— Assignment —
Write the data out again so that it matches word for word.

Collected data
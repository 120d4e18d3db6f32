use std::env;
use std::fs::File;
use std::io::Write;
use std::path::PathBuf;

fn main() {
    // Put the linker script somewhere the linker can find it
    let out = &PathBuf::from(env::var_os("OUT_DIR").unwrap());
    File::create(out.join("memory.x"))
        .unwrap()
        .write_all(include_bytes!("memory.x"))
        .unwrap();
    println!("cargo:rustc-link-search={}", out.display());
    println!("cargo:rerun-if-changed=memory.x");

    println!("cargo:rustc-link-arg-bins=--nmagic");
    println!("cargo:rustc-link-arg-bins=-Tlink.x");
    println!("cargo:rustc-link-arg-bins=-Tdefmt.x");
}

— Solution to the exercise —
repository 120d4e18d3db6f32
use std::env;
use std::fs::File;
use std::io::Write;
use std::path::PathBuf;

fn main() {
    // Put the linker script somewhere the linker can find it
    let out = &PathBuf::from(env::var_os("OUT_DIR").unwrap());
    File::create(out.join("memory.x"))
        .unwrap()
        .write_all(include_bytes!("memory.x"))
        .unwrap();
    println!("cargo:rustc-link-search={}", out.display());
    println!("cargo:rerun-if-changed=memory.x");

    println!("cargo:rustc-link-arg-bins=--nmagic");
    println!("cargo:rustc-link-arg-bins=-Tlink.x");
    println!("cargo:rustc-link-arg-bins=-Tdefmt.x");
}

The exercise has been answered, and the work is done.